Jules - can you think of a neat way to add aligned allocation as an option for AudioSampleBuffer? Seems to me it might be a bit of work to make it cater for different alignments (16 for SSE, 32 for AVX) and also make it safely portable.

-Andrew

PS some useful links:

https://software.intel.com/sites/products/documentation/studio/composer/en-us/2011Update/compiler_c/intref_cls/common/intref_allocate_free_aligned_mem.htm
http://msdn.microsoft.com/en-us/library/83ythb65.aspx

jules · July 27, 2014, 10:06am

I can't quite see the usefulness of making the AudioSampleBuffer align the start of the block that it allocates.. Even if it did so, surely very little code is written that will only take a pointer to the buffer's data at sample index 0, and will always process a number of samples that's a multiple of 4..?

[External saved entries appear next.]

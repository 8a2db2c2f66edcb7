//! OpenAI Realtime protocol (provider A).
//!
//! Turn-based: the client sends `session.update` on open, appends audio to
//! the input buffer and completes turns explicitly. The only provider that
//! reconnects on its own after an unexpected close.
//!
//! ## Protocol Overview
//!
//! 1. **Connect**: WebSocket to `wss://api.openai.com/v1/realtime?model=...`
//! 2. **Setup**: send `session.update` with voice, sampling and
//!    instructions; `session.created` / `session.updated` is the ready signal
//! 3. **Stream**: send `input_audio_buffer.append` (Base64 PCM16 24kHz),
//!    receive `response.audio.delta` (Base64 PCM16 24kHz)
//! 4. **Turn**: `input_audio_buffer.commit` + `response.create`

use tokio_tungstenite::tungstenite::client::IntoClientRequest;
use tokio_tungstenite::tungstenite::handshake::client::Request;

use super::session::{endpoint_with_query, Protocol, RealtimeClient};
use super::{ProviderConfig, VoiceError, VoiceEvent};
use crate::audio::AudioChunk;

// ── Constants ──────────────────────────────────────────────────────

/// OpenAI Realtime WebSocket endpoint.
const OPENAI_REALTIME_WS_URL: &str = "wss://api.openai.com/v1/realtime";

/// Input/output audio: PCM16, 24kHz, mono.
pub const SAMPLE_RATE: u32 = 24000;

pub const DEFAULT_MODEL: &str = "gpt-4o-realtime-preview";

pub const DEFAULT_VOICE: &str = "alloy";

pub type OpenAiRealtimeClient = RealtimeClient<OpenAiRealtime>;

/// Provider A framing.
#[derive(Debug, Clone)]
pub struct OpenAiRealtime {
    config: ProviderConfig,
}

impl OpenAiRealtime {
    pub fn new(config: ProviderConfig) -> Self {
        Self { config }
    }
}

impl Protocol for OpenAiRealtime {
    fn label(&self) -> &'static str {
        "openai-realtime"
    }

    fn request(&self) -> Result<Request, VoiceError> {
        let endpoint = self
            .config
            .endpoint
            .as_deref()
            .unwrap_or(OPENAI_REALTIME_WS_URL);
        let url = endpoint_with_query(endpoint, "model", &self.config.model);

        // Build WebSocket request with auth headers
        let mut request = url
            .into_client_request()
            .map_err(|e| VoiceError::Configuration(format!("invalid realtime URL: {e}")))?;
        request.headers_mut().insert(
            "Authorization",
            format!("Bearer {}", self.config.api_key)
                .parse()
                .map_err(|e| VoiceError::Configuration(format!("invalid auth header: {e}")))?,
        );
        request.headers_mut().insert(
            "OpenAI-Beta",
            "realtime=v1"
                .parse()
                .map_err(|e| VoiceError::Configuration(format!("invalid header: {e}")))?,
        );
        Ok(request)
    }

    fn setup_message(&self) -> Result<String, VoiceError> {
        Ok(build_session_update(&self.config).to_string())
    }

    /// The format is fixed by `session.update`, so the mime hint is unused.
    fn audio_message(&self, chunk: &AudioChunk, _mime_hint: Option<&str>) -> String {
        serde_json::json!({
            "type": "input_audio_buffer.append",
            "audio": chunk.as_str(),
        })
        .to_string()
    }

    fn start_conversation_messages(&self) -> Vec<String> {
        vec![serde_json::json!({"type": "response.create"}).to_string()]
    }

    fn end_turn_messages(&self) -> Vec<String> {
        vec![
            serde_json::json!({"type": "input_audio_buffer.commit"}).to_string(),
            serde_json::json!({"type": "response.create"}).to_string(),
        ]
    }

    fn parse_server_message(&self, text: &str) -> Result<Vec<VoiceEvent>, serde_json::Error> {
        parse_server_event(text)
    }

    fn reconnects_on_drop(&self) -> bool {
        true
    }

    fn input_sample_rate(&self) -> u32 {
        SAMPLE_RATE
    }

    fn output_sample_rate(&self) -> u32 {
        SAMPLE_RATE
    }
}

// ── Session update message ─────────────────────────────────────────

/// Build the `session.update` message. Turn detection is off: turns are
/// completed by the client.
fn build_session_update(config: &ProviderConfig) -> serde_json::Value {
    serde_json::json!({
        "type": "session.update",
        "session": {
            "model": config.model,
            "modalities": ["audio", "text"],
            "voice": config.voice,
            "instructions": config.instructions,
            "temperature": config.temperature,
            "top_p": config.top_p,
            "input_audio_format": "pcm16",
            "output_audio_format": "pcm16",
            "input_audio_transcription": {
                "model": "gpt-4o-mini-transcribe"
            },
            "turn_detection": null
        }
    })
}

// ── Server event parsing ───────────────────────────────────────────

/// Parse an OpenAI Realtime server event into VoiceEvents.
fn parse_server_event(json_text: &str) -> Result<Vec<VoiceEvent>, serde_json::Error> {
    let mut events = Vec::new();
    let value: serde_json::Value = serde_json::from_str(json_text)?;

    let event_type = value.get("type").and_then(|v| v.as_str()).unwrap_or("");

    match event_type {
        // Session lifecycle
        "session.created" | "session.updated" => {
            events.push(VoiceEvent::SetupComplete);
        }

        // Audio output
        "response.audio.delta" | "response.output_audio.delta" => {
            if let Some(delta_b64) = value.get("delta").and_then(|v| v.as_str()) {
                match AudioChunk::parse(delta_b64) {
                    Ok(chunk) if !chunk.is_empty() => events.push(VoiceEvent::Audio(chunk)),
                    Ok(_) => {}
                    Err(e) => {
                        tracing::warn!(error = %e, "Discarding undecodable audio delta");
                    }
                }
            }
        }

        // Output transcript (model speech)
        "response.audio_transcript.delta" | "response.output_audio_transcript.delta" => {
            if let Some(text) = value.get("delta").and_then(|v| v.as_str()) {
                if !text.is_empty() {
                    events.push(VoiceEvent::OutputTranscript {
                        text: text.to_string(),
                    });
                }
            }
        }

        // Input transcript (room speech)
        "conversation.item.input_audio_transcription.completed" => {
            if let Some(text) = value.get("transcript").and_then(|v| v.as_str()) {
                if !text.is_empty() {
                    events.push(VoiceEvent::InputTranscript {
                        text: text.to_string(),
                    });
                }
            }
        }

        "response.done" => events.push(VoiceEvent::TurnComplete),

        "response.cancelled" => events.push(VoiceEvent::Interrupted),

        "error" => {
            let error = value.get("error");
            let message = error
                .and_then(|e| e.get("message"))
                .and_then(|v| v.as_str())
                .unwrap_or("Unknown OpenAI error");
            let code = error
                .and_then(|e| e.get("code"))
                .and_then(|v| v.as_str())
                .map(str::to_string);
            events.push(VoiceEvent::Error {
                code,
                message: message.to_string(),
            });
        }

        // Other events: debug only
        _ => {
            tracing::debug!(event_type = event_type, "OpenAI Realtime event (unhandled)");
        }
    }

    Ok(events)
}

// ── Tests ──────────────────────────────────────────────────────────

In almost all the places where I use buffers, I seem to do things like working on a sub-section of the buffer, starting from an arbitrary sample index, so even if the overall buffer is aligned, the sample you're starting from won't be! So surely the correct thing to do here is not to expect the AudioBuffer to magically always be aligned, but to write SSE routines that handle stray unaligned values at the start + end of the block while using SSE for the bulk of their work?

andrewj · July 27, 2014, 11:11am

A great deal of the code I put in processBlock processes all of the samples in the buffer, starting at sample index 0. I would have thought that was true for many audio plugins! However, I see what you're saying and I could re-write my own SSE routines to fix the start.

The problem is that I've got a heavy reliance on libraries which assume that the first sample is aligned and then process any remaining ones at the end.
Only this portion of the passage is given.